* EXERCISE REQUIREMENTS
The lines wanted run from the first one below through the one with "pub enum StoreError". Return them exactly.

Recorded data
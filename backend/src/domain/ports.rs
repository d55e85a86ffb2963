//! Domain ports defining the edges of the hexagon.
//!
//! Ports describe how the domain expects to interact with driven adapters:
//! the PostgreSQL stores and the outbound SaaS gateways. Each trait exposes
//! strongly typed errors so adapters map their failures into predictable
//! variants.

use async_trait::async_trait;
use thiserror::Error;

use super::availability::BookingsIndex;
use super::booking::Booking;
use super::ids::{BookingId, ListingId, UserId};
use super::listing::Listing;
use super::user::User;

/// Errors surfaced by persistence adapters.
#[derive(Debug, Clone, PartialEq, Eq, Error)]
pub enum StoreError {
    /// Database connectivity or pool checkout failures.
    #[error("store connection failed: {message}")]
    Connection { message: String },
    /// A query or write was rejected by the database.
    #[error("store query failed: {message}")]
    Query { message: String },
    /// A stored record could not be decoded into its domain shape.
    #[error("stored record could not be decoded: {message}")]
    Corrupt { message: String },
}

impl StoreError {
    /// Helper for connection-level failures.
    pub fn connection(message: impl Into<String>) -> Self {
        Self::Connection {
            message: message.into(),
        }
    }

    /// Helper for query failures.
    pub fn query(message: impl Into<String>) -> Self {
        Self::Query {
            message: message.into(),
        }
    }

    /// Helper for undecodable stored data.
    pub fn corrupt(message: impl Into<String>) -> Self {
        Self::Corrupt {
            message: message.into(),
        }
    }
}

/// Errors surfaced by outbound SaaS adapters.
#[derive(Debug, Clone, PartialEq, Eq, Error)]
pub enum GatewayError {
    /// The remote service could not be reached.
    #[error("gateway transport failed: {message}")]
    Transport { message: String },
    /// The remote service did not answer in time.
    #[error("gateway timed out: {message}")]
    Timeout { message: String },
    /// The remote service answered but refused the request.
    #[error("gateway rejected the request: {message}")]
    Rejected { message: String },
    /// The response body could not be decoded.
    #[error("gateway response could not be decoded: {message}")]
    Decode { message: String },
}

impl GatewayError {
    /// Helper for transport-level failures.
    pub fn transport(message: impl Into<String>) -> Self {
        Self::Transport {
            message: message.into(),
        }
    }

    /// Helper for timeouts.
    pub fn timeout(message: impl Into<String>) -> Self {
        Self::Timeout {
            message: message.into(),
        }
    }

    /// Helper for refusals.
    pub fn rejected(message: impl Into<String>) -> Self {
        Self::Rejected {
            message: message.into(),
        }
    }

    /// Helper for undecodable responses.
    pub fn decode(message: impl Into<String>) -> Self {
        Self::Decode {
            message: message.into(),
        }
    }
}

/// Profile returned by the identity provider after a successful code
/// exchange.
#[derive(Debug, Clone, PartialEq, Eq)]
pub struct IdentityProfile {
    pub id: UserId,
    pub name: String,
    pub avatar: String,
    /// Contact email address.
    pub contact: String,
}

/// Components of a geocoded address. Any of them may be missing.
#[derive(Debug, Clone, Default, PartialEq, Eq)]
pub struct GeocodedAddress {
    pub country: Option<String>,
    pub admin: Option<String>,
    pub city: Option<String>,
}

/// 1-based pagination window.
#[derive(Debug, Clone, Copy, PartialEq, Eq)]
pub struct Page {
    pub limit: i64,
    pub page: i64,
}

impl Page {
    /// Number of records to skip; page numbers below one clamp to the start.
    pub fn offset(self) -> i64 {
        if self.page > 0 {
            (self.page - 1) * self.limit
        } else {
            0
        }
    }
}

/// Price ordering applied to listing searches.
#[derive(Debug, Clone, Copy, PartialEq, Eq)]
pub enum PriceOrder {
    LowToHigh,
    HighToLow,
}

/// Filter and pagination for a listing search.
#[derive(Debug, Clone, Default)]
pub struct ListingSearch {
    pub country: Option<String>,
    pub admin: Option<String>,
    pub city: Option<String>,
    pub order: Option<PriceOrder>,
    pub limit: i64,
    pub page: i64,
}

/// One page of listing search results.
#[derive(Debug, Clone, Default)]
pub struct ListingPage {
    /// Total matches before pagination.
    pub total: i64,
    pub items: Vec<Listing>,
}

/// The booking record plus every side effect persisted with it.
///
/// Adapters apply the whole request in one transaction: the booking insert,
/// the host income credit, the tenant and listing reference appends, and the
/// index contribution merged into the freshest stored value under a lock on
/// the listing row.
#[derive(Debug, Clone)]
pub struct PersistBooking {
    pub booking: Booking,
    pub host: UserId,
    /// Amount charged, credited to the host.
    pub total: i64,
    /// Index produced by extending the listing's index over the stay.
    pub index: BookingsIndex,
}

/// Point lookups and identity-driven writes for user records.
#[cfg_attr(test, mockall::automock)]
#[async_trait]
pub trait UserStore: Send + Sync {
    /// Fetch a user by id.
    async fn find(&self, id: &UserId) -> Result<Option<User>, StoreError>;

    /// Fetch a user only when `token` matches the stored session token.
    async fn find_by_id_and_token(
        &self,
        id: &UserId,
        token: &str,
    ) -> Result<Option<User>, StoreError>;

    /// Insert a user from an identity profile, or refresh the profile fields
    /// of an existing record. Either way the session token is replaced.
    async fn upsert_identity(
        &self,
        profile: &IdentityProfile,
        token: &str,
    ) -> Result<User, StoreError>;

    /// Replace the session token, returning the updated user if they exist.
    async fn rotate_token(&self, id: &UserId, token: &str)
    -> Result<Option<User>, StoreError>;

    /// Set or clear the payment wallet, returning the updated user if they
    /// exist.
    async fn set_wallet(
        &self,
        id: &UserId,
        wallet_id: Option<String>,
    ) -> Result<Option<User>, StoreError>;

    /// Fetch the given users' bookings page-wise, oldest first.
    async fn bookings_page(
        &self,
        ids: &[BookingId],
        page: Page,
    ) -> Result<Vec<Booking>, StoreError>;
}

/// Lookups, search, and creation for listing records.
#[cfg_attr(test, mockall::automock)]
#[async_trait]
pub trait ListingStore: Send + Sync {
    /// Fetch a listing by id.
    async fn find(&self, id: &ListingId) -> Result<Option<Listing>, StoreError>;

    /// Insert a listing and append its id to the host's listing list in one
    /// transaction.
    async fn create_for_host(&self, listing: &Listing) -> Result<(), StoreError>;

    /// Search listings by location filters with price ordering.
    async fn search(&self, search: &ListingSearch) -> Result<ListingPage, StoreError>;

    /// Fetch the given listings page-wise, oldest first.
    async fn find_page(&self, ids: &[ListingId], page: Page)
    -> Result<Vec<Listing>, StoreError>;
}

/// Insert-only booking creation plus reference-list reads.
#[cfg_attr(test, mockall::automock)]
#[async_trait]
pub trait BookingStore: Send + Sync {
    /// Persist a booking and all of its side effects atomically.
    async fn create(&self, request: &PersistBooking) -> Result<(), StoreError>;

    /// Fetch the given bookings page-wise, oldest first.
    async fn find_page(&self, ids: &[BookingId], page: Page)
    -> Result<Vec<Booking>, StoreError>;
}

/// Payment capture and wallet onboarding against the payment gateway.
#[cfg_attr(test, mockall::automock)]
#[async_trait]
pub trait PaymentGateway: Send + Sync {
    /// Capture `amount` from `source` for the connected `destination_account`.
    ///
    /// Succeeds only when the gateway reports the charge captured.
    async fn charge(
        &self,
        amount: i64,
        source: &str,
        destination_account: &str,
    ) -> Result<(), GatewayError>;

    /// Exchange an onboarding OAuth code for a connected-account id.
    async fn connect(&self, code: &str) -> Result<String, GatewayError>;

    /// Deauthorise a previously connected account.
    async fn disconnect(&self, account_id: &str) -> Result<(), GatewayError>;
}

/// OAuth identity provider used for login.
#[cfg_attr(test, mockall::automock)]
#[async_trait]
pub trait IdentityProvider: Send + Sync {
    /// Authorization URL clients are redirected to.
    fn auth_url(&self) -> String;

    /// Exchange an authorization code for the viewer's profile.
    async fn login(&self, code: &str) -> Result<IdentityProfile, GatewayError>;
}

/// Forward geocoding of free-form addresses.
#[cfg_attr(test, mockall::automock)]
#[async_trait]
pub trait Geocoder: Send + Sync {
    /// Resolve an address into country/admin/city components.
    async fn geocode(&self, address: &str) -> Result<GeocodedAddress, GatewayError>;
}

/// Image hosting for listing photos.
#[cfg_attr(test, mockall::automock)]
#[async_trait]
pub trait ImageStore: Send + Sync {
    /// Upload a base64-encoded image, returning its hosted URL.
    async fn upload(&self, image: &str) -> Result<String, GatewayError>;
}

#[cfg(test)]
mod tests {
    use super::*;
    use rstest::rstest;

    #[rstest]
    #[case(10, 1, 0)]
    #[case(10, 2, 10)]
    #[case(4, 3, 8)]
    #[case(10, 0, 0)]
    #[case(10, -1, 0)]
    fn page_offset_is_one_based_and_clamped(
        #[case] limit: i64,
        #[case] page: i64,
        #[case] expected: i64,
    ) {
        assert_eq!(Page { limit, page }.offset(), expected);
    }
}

* COMPLETED EXERCISE
filename backend/src/domain/ports.rs
repository d55e85a86ffb2963
//! Domain ports defining the edges of the hexagon.
//!
//! Ports describe how the domain expects to interact with driven adapters:
//! the PostgreSQL stores and the outbound SaaS gateways. Each trait exposes
//! strongly typed errors so adapters map their failures into predictable
//! variants.

use async_trait::async_trait;
use thiserror::Error;

use super::availability::BookingsIndex;
use super::booking::Booking;
use super::ids::{BookingId, ListingId, UserId};
use super::listing::Listing;
use super::user::User;

/// Errors surfaced by persistence adapters.
#[derive(Debug, Clone, PartialEq, Eq, Error)]
pub enum StoreError {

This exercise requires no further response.